Categoría: Críticas | No hay comentarios | 12 mayo, 2011
Una vez arranca la acción, una sensación de déjà vu invade la pantalla. Y es que El inocente (The Lincoln Lawyer, 2011) recupera el regusto añejo de las películas de juicios tan típicas del cine USA, desde los thrillers judiciales sin mayores pretensiones de los ochenta y noventa a series televisivas más actuales como El abogado o Shark. La historia también nos suena: Mickey Haller, un talentoso abogado defensor que usa su Lincoln a modo de despacho móvil, emplea sus dotes de manipulación para sacar de la cárcel a criminales de poca monta (atención a esos motoristas que parecen escapados de Sons of Anarchy) empleando diversas artimañas. Pagado de sí mismo y plenamente satisfecho con sus trapicheos laborales, pese a que le han costado su matrimonio (su ex, una fiscal que trata de “encarcelar a todos los malos”, no comparte sus principios), se encontrará no obstante con un caso que hará tambalear los cimientos de su mundo y de su conciencia: defender a un rico heredero al que una chica, prostituta de profesión, acusa de intento de violación y asesinato.

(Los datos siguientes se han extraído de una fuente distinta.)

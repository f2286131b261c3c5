use crate::api::error::AppError;
use crate::api::handlers::files::FileResponse;
use crate::entities::users;
use crate::services::record_store::{NewUser, StorageSummary, not_blank};
use argon2::{
    Argon2,
    password_hash::{PasswordHasher, SaltString, rand_core::OsRng},
};
use axum::{
    Json,
    extract::{Path, State},
    http::StatusCode,
};
use chrono::{DateTime, Utc};
use serde::{Deserialize, Serialize};
use utoipa::ToSchema;
use validator::Validate;

#[derive(Deserialize, ToSchema, Validate)]
pub struct CreateUserRequest {
    #[validate(
        length(min = 1, max = 64, message = "Username must be between 1 and 64 characters"),
        custom(function = "not_blank")
    )]
    pub username: String,
    #[validate(length(min = 8, message = "Password must be at least 8 characters"))]
    pub password: String,
}

/// Public view of a user; the password hash never leaves the store
#[derive(Serialize, ToSchema)]
pub struct UserResponse {
    pub id: String,
    pub username: String,
    pub created_at: DateTime<Utc>,
}

impl From<users::Model> for UserResponse {
    fn from(user: users::Model) -> Self {
        Self {
            id: user.id,
            username: user.username,
            created_at: user.created_at,
        }
    }
}

#[derive(Serialize, ToSchema)]
pub struct FileListResponse {
    pub files: Vec<FileResponse>,
}

/// File counts for one owner, by scan status and by expiry
#[derive(Serialize, ToSchema)]
pub struct StorageSummaryResponse {
    pub user_id: String,
    pub file_count: u64,
    pub pending: u64,
    pub clean: u64,
    pub infected: u64,
    /// Past their deadline but not swept yet
    pub expired: u64,
}

impl StorageSummaryResponse {
    fn new(user_id: String, summary: StorageSummary) -> Self {
        Self {
            user_id,
            file_count: summary.file_count,
            pending: summary.pending,
            clean: summary.clean,
            infected: summary.infected,
            expired: summary.expired,
        }
    }
}

#[utoipa::path(
    post,
    path = "/users",
    request_body = CreateUserRequest,
    responses(
        (status = 201, description = "User created", body = UserResponse),
        (status = 400, description = "Invalid username or password"),
        (status = 409, description = "Username already exists")
    ),
    tag = "users"
)]
pub async fn create_user(
    State(state): State<crate::AppState>,
    Json(payload): Json<CreateUserRequest>,
) -> Result<(StatusCode, Json<UserResponse>), AppError> {
    payload
        .validate()
        .map_err(|e| AppError::BadRequest(e.to_string()))?;

    let salt = SaltString::generate(&mut OsRng);
    let password_hash = Argon2::default()
        .hash_password(payload.password.as_bytes(), &salt)
        .map_err(|e| AppError::Internal(e.to_string()))?
        .to_string();

    let user = state
        .store
        .create_user(NewUser {
            username: payload.username,
            password_hash,
        })
        .await?;

    Ok((StatusCode::CREATED, Json(user.into())))
}

#[utoipa::path(
    get,
    path = "/users/{id}",
    params(
        ("id" = String, Path, description = "User ID")
    ),
    responses(
        (status = 200, description = "User", body = UserResponse),
        (status = 404, description = "User not found")
    ),
    tag = "users"
)]
pub async fn get_user(
    State(state): State<crate::AppState>,
    Path(id): Path<String>,
) -> Result<Json<UserResponse>, AppError> {
    let user = state
        .store
        .get_user(&id)
        .await?
        .ok_or(AppError::NotFound("User not found".to_string()))?;

    Ok(Json(user.into()))
}

#[utoipa::path(
    get,
    path = "/users/{id}/files",
    params(
        ("id" = String, Path, description = "User ID")
    ),
    responses(
        (status = 200, description = "Files owned by the user", body = FileListResponse),
        (status = 404, description = "User not found")
    ),
    tag = "users"
)]
pub async fn list_user_files(
    State(state): State<crate::AppState>,
    Path(id): Path<String>,
) -> Result<Json<FileListResponse>, AppError> {
    if state.store.get_user(&id).await?.is_none() {
        return Err(AppError::NotFound("User not found".to_string()));
    }

    let now = Utc::now();
    let files = state
        .store
        .list_files_by_owner(&id)
        .await?
        .into_iter()
        .map(|f| FileResponse::from_model(f, now))
        .collect();

    Ok(Json(FileListResponse { files }))
}

#[utoipa::path(
    delete,
    path = "/users/{id}/files/{file_id}",
    params(
        ("id" = String, Path, description = "Owner ID"),
        ("file_id" = String, Path, description = "File ID")
    ),
    responses(
        (status = 204, description = "File removed"),
        (status = 404, description = "File not found or not owned by this user")
    ),
    tag = "users"
)]
pub async fn delete_user_file(
    State(state): State<crate::AppState>,
    Path((id, file_id)): Path<(String, String)>,
) -> Result<StatusCode, AppError> {
    let file = state
        .store
        .get_file(&file_id)
        .await?
        .filter(|f| f.owner_id.as_deref() == Some(id.as_str()))
        .ok_or(AppError::NotFound(
            "File not found or access denied".to_string(),
        ))?;

    state.file_service.remove_file(&file).await?;

    Ok(StatusCode::NO_CONTENT)
}

#[utoipa::path(
    get,
    path = "/users/{id}/storage",
    params(
        ("id" = String, Path, description = "User ID")
    ),
    responses(
        (status = 200, description = "Storage summary for the user", body = StorageSummaryResponse),
        (status = 404, description = "User not found")
    ),
    tag = "users"
)]
pub async fn get_user_storage(
    State(state): State<crate::AppState>,
    Path(id): Path<String>,
) -> Result<Json<StorageSummaryResponse>, AppError> {
    if state.store.get_user(&id).await?.is_none() {
        return Err(AppError::NotFound("User not found".to_string()));
    }

    let summary = state.store.storage_summary(&id, Utc::now()).await?;
    tracing::debug!("Storage summary for user {}: {:?}", id, summary);

    Ok(Json(StorageSummaryResponse::new(id, summary)))
}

Dirigida con pulso ágil y efectista por Brad Furman –se trata de su segundo largometraje tras The Take (2007), un thriller dramático protagonizado por John Leguizamo y Rosie Perez–, la película ha sido escrita por John Romano. Guionista habitual de series televisivas, entre las que destacan la mítica Canción triste de Hill Street y otras como La ley de Los Ángeles, Dulce justicia o Michael Hayes, Romano se ha encargado de adaptar la novela homónima de Michael Connelly, un conocidísimo autor policiaco que sin embargo ha sido escasamente tratado en el celuloide a excepción de la discreta Deuda de sangre (Blood Work, 2002), dirigida y protagonizada por Clint Eastwood.
Pero la baza más destacable de El inocente es su efectivo reparto, en el que destaca un Matthew McConaughey en estado de gracia dando vida al marrullero abogado. Le acompaña un nutrido grupo de brillantes secundarios que dan vida a personajes prototípicos: William H. Macy como investigador privado y amigo entrañable del protagonista, Marisa Tomei como su ex mujer, que no aprueba su trabajo aunque sigue queriéndole, John Leguizamo como un oportunista agente de fianzas de moralidad dudosa y Josh Lucas como fiscal y (por tanto) su rival en el juzgado. Ryan Phillippe encarna apropiadamente a un “niño rico” superprotegido por su madre (Frances Fisher) –opuesto en esencia al abogado, un “currito” que meritoriamente se ha hecho a sí mismo–, con la que compone una familia de la jet set que parece salida de un episodio de la famosa serie televisiva Power, Privilege & Justice (titulada en España Crímenes imperfectos: Ricos y famosos) que, conducida por el periodista y escritor Dominick Dunne (fallecido en 2009), abordaba casos relevantes de la crónica negra de la alta sociedad estadounidense.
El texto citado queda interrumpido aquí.